Priberam

Deep Models for ICD Coding and Quantification from Clinical Text

Clinical documents and textual annotations within electronic health records contain rich information for clinical research and medical practice. Natural Language Processing (NLP) can play an important role in unlocking patient information from clinical narratives. Specifically, the International Classification of Diseases (ICD) coding system has been adopted worldwide as a universal standard for precise documentation in the healthcare domain. Since manual ICD coding is very expensive, time-consuming, and error-prone, deep learning algorithms have been proposed to automate this task. In this presentation, we present a practical application of automatic ICD coding for assigning codes for causes of death, by analyzing free-text descriptions in death certificates, together with the associated autopsy reports and clinical bulletins, from the Portuguese Ministry of Health. We also present a novel approach for ICD coding.
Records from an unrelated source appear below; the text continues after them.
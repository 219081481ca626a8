//! IO helper: safe file read/write for JSON

use std::{fs::File, io::BufReader, path::Path};

use serde_json::Value;

use crate::model::catalog::StoreError;

/// 从文件读取JSON数据
pub fn read_json_file(p: &Path) -> Result<Value, StoreError> {
    let f = File::open(p)?;
    let rdr = BufReader::new(f);
    let v: Value = serde_json::from_reader(rdr)?;
    Ok(v)
}

/// 将JSON数据保存到文件（格式化输出）
pub fn write_json_file(p: &Path, value: &Value) -> Result<(), StoreError> {
    let f = File::create(p)?;
    serde_json::to_writer_pretty(f, value)?;
    Ok(())
}

#[cfg(test)]
mod tests {
    use super::*;
    use serde_json::json;

    #[test]
    fn test_json_file_round_trip() {
        let dir = tempfile::tempdir().expect("创建临时目录失败");
        let path = dir.path().join("data.json");

        let value = json!({"version": 1, "items": [{"name": "测试"}]});
        write_json_file(&path, &value).expect("写入失败");

        let back = read_json_file(&path).expect("读取失败");
        assert_eq!(back, value, "写入后读回应该相同");
    }

    #[test]
    fn test_read_missing_file_is_io_error() {
        let err = read_json_file(Path::new("/nonexistent/data.json")).unwrap_err();
        assert!(matches!(err, StoreError::Io(_)), "文件不存在应该是IO错误");
    }
}
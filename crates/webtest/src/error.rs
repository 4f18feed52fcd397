//! Error types for harness operations.
//!
//! Application-level failures are deliberately not represented here: a
//! handler answering 404 or 500 is a successful dispatch whose status is
//! carried by the captured response. Only failures of the harness machinery
//! itself surface as [`HarnessError`].

// Error enum variant fields are self-documenting via their #[error(...)] messages
#![allow(missing_docs)]

use thiserror::Error;

use crate::codec::CodecError;

/// Result type alias for harness operations.
pub type HarnessResult<T> = Result<T, HarnessError>;

/// The primary error type for harness operations.
#[derive(Error, Debug)]
pub enum HarnessError {
    /// JSON encoding or decoding errors
    #[error(transparent)]
    Codec(#[from] CodecError),

    /// The request description could not be turned into an HTTP request.
    #[error("invalid request: {message}")]
    InvalidRequest { message: String },

    /// The response body could not be collected.
    #[error("failed to read response body: {source}")]
    BodyRead {
        #[source]
        source: axum::Error,
    },

    /// The harness configuration failed validation.
    #[error("invalid configuration: {problems}")]
    Config { problems: String },
}

impl HarnessError {
    pub(crate) fn invalid_request(message: impl Into<String>) -> Self {
        HarnessError::InvalidRequest {
            message: message.into(),
        }
    }

    pub(crate) fn config(problems: Vec<String>) -> Self {
        HarnessError::Config {
            problems: problems.join("; "),
        }
    }
}
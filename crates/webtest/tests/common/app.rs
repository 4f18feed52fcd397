//! The application under test.
//!
//! A small axum application with a public route, identity-gated routes and
//! deliberately failing routes, so the harness can be exercised against the
//! full spread of behaviors a real service shows.

use axum::{
    Json, Router,
    extract::{Path, Query},
    http::{HeaderMap, StatusCode},
    response::IntoResponse,
    routing::{get, patch, post},
};
use serde::{Deserialize, Serialize};
use serde_json::json;
use uuid::Uuid;
use webtest::CurrentUser;

#[derive(Debug, Deserialize)]
pub struct CreateUserRequest {
    pub name: String,
    pub email: String,
}

#[derive(Debug, Serialize)]
pub struct UserResponse {
    pub id: Uuid,
    pub uid: String,
    pub name: String,
    pub email: String,
}

#[derive(Debug, Deserialize)]
pub struct UpdateUserRequest {
    pub name: String,
}

#[derive(Debug, Deserialize)]
pub struct SearchParams {
    pub q: String,
    #[serde(default)]
    pub page: u32,
}

async fn health() -> impl IntoResponse {
    Json(json!({ "status": "UP" }))
}

async fn me(user: CurrentUser) -> impl IntoResponse {
    Json(json!({ "uid": user.uid() }))
}

async fn create_user(user: CurrentUser, Json(body): Json<CreateUserRequest>) -> impl IntoResponse {
    let response = UserResponse {
        id: Uuid::new_v4(),
        uid: user.uid().to_string(),
        name: body.name,
        email: body.email,
    };
    (StatusCode::CREATED, Json(response))
}

async fn update_user(
    user: CurrentUser,
    Path(id): Path<Uuid>,
    Json(body): Json<UpdateUserRequest>,
) -> impl IntoResponse {
    Json(json!({
        "id": id,
        "uid": user.uid(),
        "name": body.name,
    }))
}

async fn search(user: CurrentUser, Query(params): Query<SearchParams>) -> impl IntoResponse {
    Json(json!({
        "uid": user.uid(),
        "q": params.q,
        "page": params.page,
    }))
}

async fn echo_headers(headers: HeaderMap) -> impl IntoResponse {
    let request_id = headers.get("x-request-id").and_then(|v| v.to_str().ok());
    let uid = headers.get("x-uid").and_then(|v| v.to_str().ok());
    Json(json!({ "x-request-id": request_id, "x-uid": uid }))
}

async fn boom(_user: CurrentUser) -> impl IntoResponse {
    (
        StatusCode::INTERNAL_SERVER_ERROR,
        Json(json!({ "status": 500, "message": "simulated failure" })),
    )
}

/// Builds the application under test.
pub fn test_app() -> Router {
    Router::new()
        .route("/health", get(health))
        .route("/users/me", get(me))
        .route("/users", post(create_user))
        .route("/users/{id}", patch(update_user))
        .route("/search", get(search))
        .route("/headers", get(echo_headers))
        .route("/boom", get(boom))
}
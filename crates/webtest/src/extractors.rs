//! Authenticated-caller extractor.
//!
//! Extracts the [`AuthnContext`] stamped by [`stub_authn`] and rejects with
//! a structured 401 JSON body when no identity is present.
//!
//! [`stub_authn`]: crate::middleware::stub_authn

use axum::{
    Json,
    extract::FromRequestParts,
    http::{StatusCode, request::Parts},
    response::{IntoResponse, Response},
};
use chrono::Utc;
use serde_json::json;

use crate::identity::AuthnContext;

/// Error code for requests that reach an identity-gated handler without
/// credentials.
pub const MISSING_CREDENTIALS: &str = "AUTH.MISSING_CREDENTIALS";

/// Axum extractor for the authenticated caller.
///
/// Handlers taking a `CurrentUser` argument only run for requests that carry
/// an identity; everything else is answered with the 401 body rendered by
/// [`AuthnRejection`].
///
/// # Example
///
/// ```rust,ignore
/// use webtest::CurrentUser;
///
/// async fn me(user: CurrentUser) -> String {
///     format!("hello {}", user.uid())
/// }
/// ```
#[derive(Debug, Clone)]
pub struct CurrentUser {
    context: AuthnContext,
}

impl CurrentUser {
    /// Returns the authenticated user ID.
    pub fn uid(&self) -> &str {
        self.context.uid()
    }

    /// Returns the underlying caller context.
    pub fn context(&self) -> &AuthnContext {
        &self.context
    }

    /// Consumes the extractor, returning the caller context.
    pub fn into_context(self) -> AuthnContext {
        self.context
    }
}

impl<S> FromRequestParts<S> for CurrentUser
where
    S: Send + Sync,
{
    type Rejection = AuthnRejection;

    async fn from_request_parts(parts: &mut Parts, _state: &S) -> Result<Self, Self::Rejection> {
        match parts.extensions.get::<AuthnContext>() {
            Some(context) => Ok(CurrentUser {
                context: context.clone(),
            }),
            None => Err(AuthnRejection::missing_credentials(parts.uri.path())),
        }
    }
}

/// Rejection returned when no caller identity is present.
///
/// Renders as a JSON error body:
///
/// ```json
/// {
///   "timestamp": "2025-01-01T00:00:00+00:00",
///   "status": 401,
///   "error": "Unauthorized",
///   "error_code": "AUTH.MISSING_CREDENTIALS",
///   "message": "Authentication required",
///   "path": "/users/me"
/// }
/// ```
#[derive(Debug, Clone)]
pub struct AuthnRejection {
    status: StatusCode,
    error_code: &'static str,
    message: String,
    path: String,
}

impl AuthnRejection {
    /// Rejection for a request that carried no identity at all.
    pub fn missing_credentials(path: &str) -> Self {
        Self {
            status: StatusCode::UNAUTHORIZED,
            error_code: MISSING_CREDENTIALS,
            message: "Authentication required".to_string(),
            path: path.to_string(),
        }
    }

    /// Returns the HTTP status of the rejection.
    pub fn status(&self) -> StatusCode {
        self.status
    }

    /// Returns the machine-readable error code.
    pub fn error_code(&self) -> &str {
        self.error_code
    }
}

impl IntoResponse for AuthnRejection {
    fn into_response(self) -> Response {
        let body = json!({
            "timestamp": Utc::now().to_rfc3339(),
            "status": self.status.as_u16(),
            "error": self.status.canonical_reason().unwrap_or("Unknown"),
            "error_code": self.error_code,
            "message": self.message,
            "path": self.path,
        });

        (self.status, Json(body)).into_response()
    }
}
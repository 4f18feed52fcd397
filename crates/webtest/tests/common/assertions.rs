//! JSON body assertions.
//!
//! Provides path-based assertion utilities for captured response bodies.

use jsonpath_rust::JsonPath;
use serde_json::Value;

/// Asserts that a JSON body has the expected value at a JSON path.
pub fn assert_json_path(body: &Value, path: &str, expected: impl Into<Value>) {
    let expected = expected.into();
    let finder = JsonPath::try_from(path).expect("valid JSON path");
    let found = finder.find(body);
    let matched = match &found {
        Value::Array(items) => items.iter().any(|v| *v == expected),
        other => *other == expected,
    };
    assert!(
        matched,
        "Expected {} at path {}, found {}",
        expected, path, found
    );
}

/// Asserts that a JSON body is a structured error with the expected status
/// and error code.
pub fn assert_error_body(body: &Value, status: u16, error_code: &str) {
    assert_eq!(
        body.get("status").and_then(|v| v.as_u64()),
        Some(u64::from(status)),
        "Expected error status {}, got {}",
        status,
        body
    );
    assert_eq!(
        body.get("error_code").and_then(|v| v.as_str()),
        Some(error_code),
        "Expected error code {}, got {}",
        error_code,
        body
    );
    assert!(
        body.get("timestamp").map(|v| v.is_string()).unwrap_or(false),
        "Expected a timestamp in {}",
        body
    );
}
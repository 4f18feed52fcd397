//! The fixed test identity and the authenticated-caller context.
//!
//! Requests dispatched through an authenticated harness carry [`TEST_UID`],
//! a stable uid that handler code can rely on across every test in a suite.
//! [`AuthnContext`] is the extension type the identity travels in once a
//! request enters the application.

/// Fixed user ID that harness-driven requests authenticate as.
///
/// Harnesses created with [`WebTestHarness::authenticated`] attach this
/// identity to every dispatched request, so handlers resolving the current
/// user observe a known, stable uid without any real credentials in play.
///
/// [`WebTestHarness::authenticated`]: crate::WebTestHarness::authenticated
pub const TEST_UID: &str = "test-user-uid";

/// Authenticated-caller context carried in request extensions.
///
/// [`stub_authn`] inserts this for requests carrying an identity header, and
/// [`CurrentUser`] reads it back out inside handlers.
///
/// [`stub_authn`]: crate::middleware::stub_authn
/// [`CurrentUser`]: crate::extractors::CurrentUser
#[derive(Debug, Clone, PartialEq, Eq)]
pub struct AuthnContext {
    uid: String,
}

impl AuthnContext {
    /// Creates a context for the given uid.
    pub fn new(uid: impl Into<String>) -> Self {
        Self { uid: uid.into() }
    }

    /// Returns the authenticated user ID.
    pub fn uid(&self) -> &str {
        &self.uid
    }
}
Experiments in the most used public available dataset show that the proposed approach outperforms the current state-of-the-art models in ICD coding and also leads to properly calibrated classification results, which can effectively inform downstream tasks such as text quantification.

Isabel Coutinho

Isabel Coutinho received a MSc degree in Biomedical Engineering, from Instituto Superior Técnico, Universidade de Lisboa. She is currently a third-year PhD student at the same institution and a junior researcher at the Human Language Technologies Lab of INESC-ID. Her research interests focus in Natural Language Processing, specifically applied to the health domain.